その時の3年生の声と言ったらどれだけ大きいことか。

我ながらびっくりするくらいの声が出た。 そして周りには引かれている。

な、ななな

菊に友達が

あの、菊に?

あの1年生のことはよーく知っている。

この学校の、この世界の誰よりもと言っていいくらいには。

自称できてしまうほどの知り合いに友達らしきものが出来ている。

そんな王耀は心底びっくりしている模様。

王耀

菊に友達ができたあるううう

そのまま教室に飛び込みかけたが、自分は3年生であり相手は1年生なのだと思いとどまった。

王耀

そうだったある、我3年生あるよ……

老師うるさいヨ

王耀

ごめんある〜!
でも少しだけ

それじゃあ周りの人に迷惑的な?

王耀

う、うう

引き連れていた弟子達になんともまあ色々言われる。仕方がない、いつもの事だ。

王耀

でも〜

ぐぬぬと声を出し教室に戻ることにした。

本当は驚きすぎて今すぐにでも事情を聞きたい。

でも彼に話してはいけない。 仲良くしたい、そう思ってるはずなのに、彼はずっと過去を引き摺って自分に話そうとはしない。

もう気にしてない、といえば少し嘘になるかもしれない。それでもまた2人で。

仲良くしたい。 話したい。

それでも彼の嫌がることはしたくない。

王耀

そうね、早く教室戻るある

我ながら本当に寂しそうな細い声だった。

本田菊

あ、あ、ああああああ!!

フェリシアーノ・ヴァルガス

え!?なに!?

本田菊

は、初めてなんですよ!?

抱きしめられたことによって大声を上げてしまう。 自分に注目が集まってるのもお構い無しにフェリシアーノに話しかける。

フェリシアーノ・ヴァルガス

え?え??

だからどうしたと言わんばかりにクエスチョンマークを浮かべた表情。

本田菊

は、離してくださいっ!!!

フェリシアーノの胸元をグッと押しハグを辞めさせようとするが緊張してか上手く力が入らず押せない。

フェリシアーノ・ヴァルガス

うわ!菊結構力強いね!?

本田菊

え!?ええまあ多少鍛えてましたので!?

混乱により変な会話が続いた。

後にHRが始まり、やっとのことで離して貰えたと思っていた。

思っていただけだった。

本田菊

フェ、フェリシアーノくん!

フェリシアーノ・ヴァルガス

何〜?菊

ずっと抱きしめられている。

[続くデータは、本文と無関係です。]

//! GUID Heap (`#GUID`) for .NET Metadata
//!
//! Provides access to the ECMA-335 `#GUID` heap, a sequence of 128-bit GUIDs such as the
//! module version id. Indexes are 1-based, 0 means no GUID.
//!
//! # Reference
//! - [ECMA-335 II.24.2.5](https://ecma-international.org/wp-content/uploads/ECMA-335_6th_edition_june_2012.pdf)

use crate::Result;

/// A view of the `#GUID` heap: 16 byte GUIDs addressed by a 1-based index
pub struct Guid<'a> {
    data: &'a [u8],
}

impl<'a> Guid<'a> {
    /// Create a `Guid` view over the heap data
    ///
    /// # Errors
    /// Returns an error if the heap is not a multiple of 16 bytes
    pub fn from(data: &'a [u8]) -> Result<Guid<'a>> {
        if data.len() % 16 != 0 {
            return Err(malformed_error!("Size of #GUID heap is not a multiple of 16"));
        }

        Ok(Guid { data })
    }

    /// Get the GUID at the 1-based `index`
    ///
    /// # Errors
    /// Returns an error if the index is 0 or out of bounds
    pub fn get(&self, index: usize) -> Result<[u8; 16]> {
        if index < 1 || index * 16 > self.data.len() {
            return Err(out_of_bounds_error!());
        }

        let start = (index - 1) * 16;
        let mut buffer = [0u8; 16];
        buffer.copy_from_slice(&self.data[start..start + 16]);
        Ok(buffer)
    }

    /// Number of GUIDs in the heap
    #[must_use]
    pub fn len(&self) -> usize {
        self.data.len() / 16
    }

    /// Returns true if the heap holds no GUID
    #[must_use]
    pub fn is_empty(&self) -> bool {
        self.data.is_empty()
    }
}
//! Row counts and heap size flags of a tables stream, and the index widths derived from them.

use std::sync::Arc;
use strum::{EnumCount, IntoEnumIterator};

use crate::{
    file::io::read_le_at,
    metadata::tables::types::{CodedIndexType, TableId},
    Result,
};

/// Heap-size flag: `#Strings` indexes are 4 bytes wide
pub const HEAP_LARGE_STRINGS: u8 = 0x01;
/// Heap-size flag: `#GUID` indexes are 4 bytes wide
pub const HEAP_LARGE_GUID: u8 = 0x02;
/// Heap-size flag: `#Blob` indexes are 4 bytes wide
pub const HEAP_LARGE_BLOB: u8 = 0x04;
/// Heap-size flag: an extra 4 byte value follows the row counts
pub const HEAP_EXTRA_DATA: u8 = 0x40;

/// Holds information about the size that reference index fields have
#[derive(Clone, Copy, Default, PartialEq, Debug)]
pub struct TableRowInfo {
    /// The count of rows in this table
    pub rows: u32,
    /// Number of bits required to represent any valid row index
    pub bits: u8,
    /// If the count is > `u16::max`, the indexes of other tables into this table will be 4 bytes instead of 2
    pub is_large: bool,
}

impl TableRowInfo {
    /// Creates a new `TableRowInfo` instance with the given row count.
    #[must_use]
    #[allow(clippy::cast_possible_truncation)]
    pub fn new(rows: u32) -> Self {
        let bits = if rows == 0 {
            1
        } else {
            (32 - rows.leading_zeros()) as u8
        };

        Self {
            rows,
            bits,
            is_large: rows > u32::from(u16::MAX),
        }
    }
}

/// `TableInfo` holds the row count of every table and the resulting widths of heap, table and
/// coded index columns.
///
/// It is computed once per image (or once per write), every column width derives from it.
#[derive(Clone, PartialEq, Debug)]
pub struct TableInfo {
    rows: Vec<TableRowInfo>,
    coded_indexes: Vec<u8>,
    heap_sizes: u8,
}

/// Cheap-copy reference to a `TableInfo` structure
pub type TableInfoRef = Arc<TableInfo>;

impl Default for TableInfo {
    fn default() -> Self {
        TableInfo::from_counts(&[], 0)
    }
}

impl TableInfo {
    /// Parse the row counts that follow the fixed part of a tables stream header.
    ///
    /// ## Arguments
    /// * 'data'        - The row count array, one `u32` per set bit of `valid`
    /// * 'valid'       - The valid bitvector from the header, showing which tables are present
    /// * 'heap_sizes'  - The heap size flags from the header
    ///
    /// # Errors
    /// Returns an error if the row count array is truncated or `valid` names an unknown table
    pub fn read(data: &[u8], valid: u64, heap_sizes: u8) -> Result<Self> {
        if valid >> TableId::COUNT != 0 {
            return Err(malformed_error!(
                "Valid bitvector refers to unknown tables - 0x{:x}",
                valid
            ));
        }

        let mut counts = Vec::with_capacity(TableId::COUNT);
        let mut offset = 0;
        for table_id in TableId::iter() {
            if (valid & (1 << table_id as usize)) == 0 {
                continue;
            }

            let row_count = read_le_at::<u32>(data, &mut offset)?;
            counts.push((table_id, row_count));
        }

        Ok(TableInfo::from_counts(&counts, heap_sizes))
    }

    /// Build a `TableInfo` from explicit row counts and heap size flags.
    ///
    /// ## Arguments
    /// * 'counts'      - (table, row count) pairs, absent tables have 0 rows
    /// * 'heap_sizes'  - Combination of [`HEAP_LARGE_STRINGS`], [`HEAP_LARGE_GUID`], [`HEAP_LARGE_BLOB`]
    #[must_use]
    pub fn from_counts(counts: &[(TableId, u32)], heap_sizes: u8) -> Self {
        let mut table_info = TableInfo {
            rows: vec![TableRowInfo::default(); TableId::COUNT],
            coded_indexes: vec![0; CodedIndexType::COUNT],
            heap_sizes,
        };

        for (table_id, rows) in counts {
            table_info.rows[*table_id as usize] = TableRowInfo::new(*rows);
        }

        table_info.calculate_coded_index_bits();
        table_info
    }

    #[cfg(test)]
    /// Special constructor for unit-tests
    ///
    /// ## Arguments
    /// * 'valid_tables'    - A slice of tuples, which provides (table_id, row_count) of the valid tables
    /// * 'large_str'       - Specify if the #String heap indexes are 4 or 2 bytes
    /// * 'large_blob'      - Specify if the #Blob heap indexes are 4 or 2 bytes
    /// * 'large_guid'      - Specify if the #GUID heap indexes are 4 or 2 bytes
    pub fn new_test(
        valid_tables: &[(TableId, u32)],
        large_str: bool,
        large_blob: bool,
        large_guid: bool,
    ) -> Self {
        let mut heap_sizes = 0;
        if large_str {
            heap_sizes |= HEAP_LARGE_STRINGS;
        }
        if large_guid {
            heap_sizes |= HEAP_LARGE_GUID;
        }
        if large_blob {
            heap_sizes |= HEAP_LARGE_BLOB;
        }

        TableInfo::from_counts(valid_tables, heap_sizes)
    }

    /// Returns the number of rows of `table`
    #[must_use]
    pub fn rows(&self, table: TableId) -> u32 {
        self.rows[table as usize].rows
    }

    /// Returns the metadata for a specific table.
    #[must_use]
    pub fn get(&self, table: TableId) -> &TableRowInfo {
        &self.rows[table as usize]
    }

    /// The `Valid` bit vector: one bit per table with at least one row
    #[must_use]
    pub fn valid_mask(&self) -> u64 {
        TableId::iter()
            .filter(|table| self.rows(*table) > 0)
            .fold(0, |mask, table| mask | (1 << table as u64))
    }

    /// The heap size flags this info was built with
    #[must_use]
    pub fn heap_sizes(&self) -> u8 {
        self.heap_sizes
    }

    /// Returns true, if a requested table is larger than 2^16 rows and hence requires 4 bytes instead of 2 bytes
    #[must_use]
    pub fn is_large(&self, id: TableId) -> bool {
        self.rows[id as usize].is_large
    }

    /// Indicates the size of indexes referring into the '#Strings' heap. True means 4 bytes, False is 2 bytes
    #[must_use]
    pub fn is_large_str(&self) -> bool {
        self.heap_sizes & HEAP_LARGE_STRINGS != 0
    }

    /// Indicates the size of indexes referring into the '#GUID' heap. True means 4 bytes, False is 2 bytes
    #[must_use]
    pub fn is_large_guid(&self) -> bool {
        self.heap_sizes & HEAP_LARGE_GUID != 0
    }

    /// Indicates the size of indexes referring into the '#Blob' heap. True means 4 bytes, False is 2 bytes
    #[must_use]
    pub fn is_large_blob(&self) -> bool {
        self.heap_sizes & HEAP_LARGE_BLOB != 0
    }

    /// Returns the width of '#Strings' heap indexes in bytes
    #[must_use]
    pub fn str_bytes(&self) -> u8 {
        if self.is_large_str() {
            4
        } else {
            2
        }
    }

    /// Returns the width of '#GUID' heap indexes in bytes
    #[must_use]
    pub fn guid_bytes(&self) -> u8 {
        if self.is_large_guid() {
            4
        } else {
            2
        }
    }

    /// Returns the width of '#Blob' heap indexes in bytes
    #[must_use]
    pub fn blob_bytes(&self) -> u8 {
        if self.is_large_blob() {
            4
        } else {
            2
        }
    }

    /// Returns the number of bytes required to represent an index into a specific table.
    #[must_use]
    pub fn table_index_bytes(&self, table_id: TableId) -> u8 {
        if self.rows[table_id as usize].bits > 16 {
            4
        } else {
            2
        }
    }

    /// Returns the cached bit size for a specific coded index type.
    #[must_use]
    pub fn coded_index_bits(&self, coded_index_type: CodedIndexType) -> u8 {
        self.coded_indexes[coded_index_type as usize]
    }

    /// Returns the byte size of a coded index column.
    ///
    /// 2 bytes when every referenced table has fewer than `2^(16 - tag_bits)` rows, else 4.
    #[must_use]
    pub fn coded_index_bytes(&self, coded_index_type: CodedIndexType) -> u8 {
        if self.coded_indexes[coded_index_type as usize] > 16 {
            4
        } else {
            2
        }
    }

    fn calculate_coded_index_size(&self, coded_index_type: CodedIndexType) -> u8 {
        let max_bits = coded_index_type
            .tables()
            .map(|table| self.rows[table as usize].bits)
            .max()
            .unwrap_or(1);

        max_bits + coded_index_type.tag_bits()
    }

    fn calculate_coded_index_bits(&mut self) {
        for coded_index in CodedIndexType::iter() {
            let size = self.calculate_coded_index_size(coded_index);
            self.coded_indexes[coded_index as usize] = size;
        }
    }
}
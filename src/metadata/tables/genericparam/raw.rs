use std::sync::{atomic::AtomicU32, Arc};

use crate::{
    metadata::{
        module::ModuleDef,
        tables::{
            CodedIndex, CodedIndexType, GenericParam, HeapString, MetadataTable, RowId, TableId,
        },
        token::Token,
    },
    utils::LazySlot,
    Result,
};

/// The `GenericParam` row as stored in the image
#[derive(Clone, Debug)]
pub struct GenericParamRaw {
    /// `RowID`
    pub rid: u32,
    /// `Token`
    pub token: Token,
    /// a 2-byte index of the parameter, numbered left-to-right from zero
    pub number: u32,
    /// a 2-byte bitmask of type `GenericParamAttributes`
    pub flags: u32,
    /// a `TypeOrMethodDef` coded index
    pub owner: CodedIndex,
    /// an index into the String heap
    pub name: u32,
}

impl GenericParamRaw {
    /// Decode row `rid`
    ///
    /// # Errors
    /// Returns an error if the row can not be read or the owner column is invalid
    pub fn read(table: &MetadataTable<'_>, rid: u32) -> Result<Self> {
        let row = table.read_row(rid)?;
        Ok(GenericParamRaw {
            rid,
            token: Token::from_parts(TableId::GenericParam, rid),
            number: row[0],
            flags: row[1],
            owner: CodedIndex::decode(row[2], CodedIndexType::TypeOrMethodDef)?,
            name: row[3],
        })
    }

    /// Build the entity of this row
    ///
    /// # Errors
    /// Returns an error if the name is not present in the `#Strings` heap
    pub fn to_owned(&self, module: &ModuleDef, row: RowId) -> Result<Arc<GenericParam>> {
        Ok(Arc::new(GenericParam {
            row,
            number: AtomicU32::new(self.number),
            flags: AtomicU32::new(self.flags),
            name: HeapString::image(self.name, module.string(self.name)?),
            custom_attributes: LazySlot::empty(),
        }))
    }
}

心底懐かれているのだろうが、とても恥ずかしい。

本田菊

その、なんと言いますか

本田菊

仲良しの証と言いましてもこれは

フェリシアーノ・ヴァルガス

えーー!だから!イタリアでは普通の挨拶だよ!!

本田菊

でもその日本の文化とは違いますし

あたふたしながとにかく離してもらいたいという説明をする。

フェリシアーノ・ヴァルガス

ヴェ〜、菊はハグするの嫌いなの〜?

本田菊

ち、違います!照れくさいのであって

フェリシアーノ・ヴァルガス

うーん?

本田菊

とにかく!慣れていないのです

やっとのことで離してもらったが、今度はうーんと悩んだ顔をしている。

かと思えばぱっ!と何か思いついたような顔で話しかけてきた。

フェリシアーノ・ヴァルガス

ねぇねぇ

正直嫌な予感しかしない。

本田菊

なんです?

返事をしてしまった。

フェリシアーノ・ヴァルガス

菊が慣れればいいんだよ!

フェリシアーノ・ヴァルガス

これから猛特訓!よーし!やるぞー!!

嫌な予感は的中しフェリシアーノはなぜだか勝手に盛りあがっている。

本田菊

え、えええ!

本田菊

いいなんて一言もっ!

フェリシアーノ・ヴァルガス

ダメなの?

しょんぼりとした顔で見つめられる。

本田菊

(あああ、良くないですよフェリシアーノくん!そういうのカマトトって言うんです!)

本田菊

(私はそういう顔に弱いのですよ)

本当に友達になったばっかりには思えない。 なんだかフェリシアーノくんにリードされている感じだ。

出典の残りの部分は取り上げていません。